Highlights & Insights¶
- Systematic noise distribution analysis is the core contribution: This work is the first to reveal the sources and distributional patterns of under-estimation and over-estimation noise in MC annotations from a self-confidence perspective.
- The self-denoising strategy is highly efficient—it requires no external strong model and relies solely on the completer's own self-confidence.
- Confidence-wise reweighting elegantly addresses the consistency problem in multi-model mixed annotation.
- Only 101K samples + a 1.5B model suffices to match human annotation quality, validating the feasibility of the "small model + good strategy" paradigm.
Limitations & Future Work¶
- The tolerance distance \(d\) requires manual selection; adaptive determination warrants further exploration.
- The self-confidence metric depends on sufficient sampling (16 rollouts); estimates are unreliable with insufficient sampling.
- Validation is currently limited to mathematical reasoning; the noise distribution may differ for code reasoning or general reasoning tasks.
- Directly bypassing MC annotation for positive samples may occasionally miss a small number of latent errors.
Related Work & Insights¶
- Math-Shepherd pioneered MC methods for PRM data synthesis but did not investigate noise issues in depth.
- PRM800K serves as the benchmark for human annotation; this paper demonstrates that synthetic data can rival it under the right strategy.
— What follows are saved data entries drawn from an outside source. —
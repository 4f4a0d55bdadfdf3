// ─────────────────────────────────────────────────────────────────────
// Megat Simulation — Run Configuration
// ─────────────────────────────────────────────────────────────────────

use std::path::PathBuf;

use serde::{Deserialize, Serialize};

use crate::error::{SimError, SimResult};

/// Seed used when neither a config file nor `-seed_time` overrides it.
pub const DEFAULT_SEED: u64 = 987_654_321;

/// Runtime configuration for one simulation job.
///
/// Everything the driver needs before the kernel is built. Actions,
/// physics, and sensitive detectors are configured in code on the
/// kernel itself.
#[derive(Debug, Clone, Serialize, Deserialize)]
#[serde(default)]
pub struct SimConfig {
    /// Detector name; resolves `<root>/geometry/compact/<detector>.xml`.
    pub detector: String,

    /// Environment variable holding the installation root.
    pub install_root_var: String,

    /// Explicit installation root. Takes precedence over the environment.
    pub install_root: Option<PathBuf>,

    /// Fixed RNG seed.
    pub seed: u64,

    /// Seed from wall-clock time instead of `seed`.
    pub seed_from_time: bool,

    /// Run non-interactively.
    pub batch: bool,

    /// Number of events in batch mode.
    pub events: u64,

    /// Output artifact prefix; a `_<YYYY-MM-DD_HH-MM>` stamp is appended.
    pub output_prefix: String,

    /// Directory receiving the output artifact.
    pub output_dir: PathBuf,

    /// Initial macro file executed before the session starts.
    pub macro_file: Option<PathBuf>,

    /// Open a visualization session.
    pub vis: bool,

    /// Optional visualization macro.
    pub vis_macro: Option<PathBuf>,
}

impl Default for SimConfig {
    fn default() -> Self {
        Self {
            detector: "Megat".to_string(),
            install_root_var: "REST_PATH".to_string(),
            install_root: None,
            seed: DEFAULT_SEED,
            seed_from_time: false,
            batch: false,
            events: 1,
            output_prefix: "megat".to_string(),
            output_dir: PathBuf::from("."),
            macro_file: None,
            vis: false,
            vis_macro: None,
        }
    }
}

impl SimConfig {
    /// Validate configuration parameters.
    pub fn validate(&self) -> SimResult<()> {
        if self.detector.is_empty() {
            return Err(SimError::Configuration("detector name must not be empty".to_string()));
        }
        if self.detector.contains(['/', '\\']) {
            return Err(SimError::Configuration(format!(
                "detector name must not contain path separators, got '{}'",
                self.detector
            )));
        }
        if self.install_root.is_none() && self.install_root_var.is_empty() {
            return Err(SimError::Configuration(
                "either install_root or install_root_var must be set".to_string(),
            ));
        }
        if self.batch && self.events == 0 {
            return Err(SimError::Configuration(
                "events must be >= 1 in batch mode".to_string(),
            ));
        }
        if self.output_prefix.is_empty() {
            return Err(SimError::Configuration("output_prefix must not be empty".to_string()));
        }
        Ok(())
    }

    /// Load from JSON string. Missing fields keep their defaults.
    pub fn from_json(json: &str) -> SimResult<Self> {
        serde_json::from_str(json)
            .map_err(|e| SimError::Configuration(format!("JSON parse error: {e}")))
    }

    /// Resolve the installation root from the config or the environment.
    pub fn install_root(&self) -> SimResult<PathBuf> {
        if let Some(root) = &self.install_root {
            return Ok(root.clone());
        }
        match std::env::var_os(&self.install_root_var) {
            Some(v) if !v.is_empty() => Ok(PathBuf::from(v)),
            _ => Err(SimError::Configuration(format!(
                "environment variable {} is not set",
                self.install_root_var
            ))),
        }
    }

    /// Path of the compact geometry file for the configured detector.
    pub fn geometry_path(&self) -> SimResult<PathBuf> {
        Ok(self
            .install_root()?
            .join("geometry")
            .join("compact")
            .join(format!("{}.xml", self.detector)))
    }
}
- Additional techniques from the noisy label learning literature (e.g., MixUp, label smoothing) may offer further complementary benefits.
- The proposed framework has reference value for other scenarios requiring process supervision, such as code generation and multi-step reasoning.
Rating¶
- Novelty: ⭐⭐⭐⭐ — Approaching PRM data synthesis from a noise distribution perspective is a novel angle.
- Experimental Thoroughness: ⭐⭐⭐⭐⭐ — Dual evaluation via BoN and ProcessBench, comprehensive ablations, and multi-model extensions.
- Writing Quality: ⭐⭐⭐⭐⭐ — The logical chain from preliminary analysis → motivation → method → experiments is exceptionally coherent.
- Value: ⭐⭐⭐⭐⭐ — A low-cost PRM training solution with direct practical value for reasoning enhancement.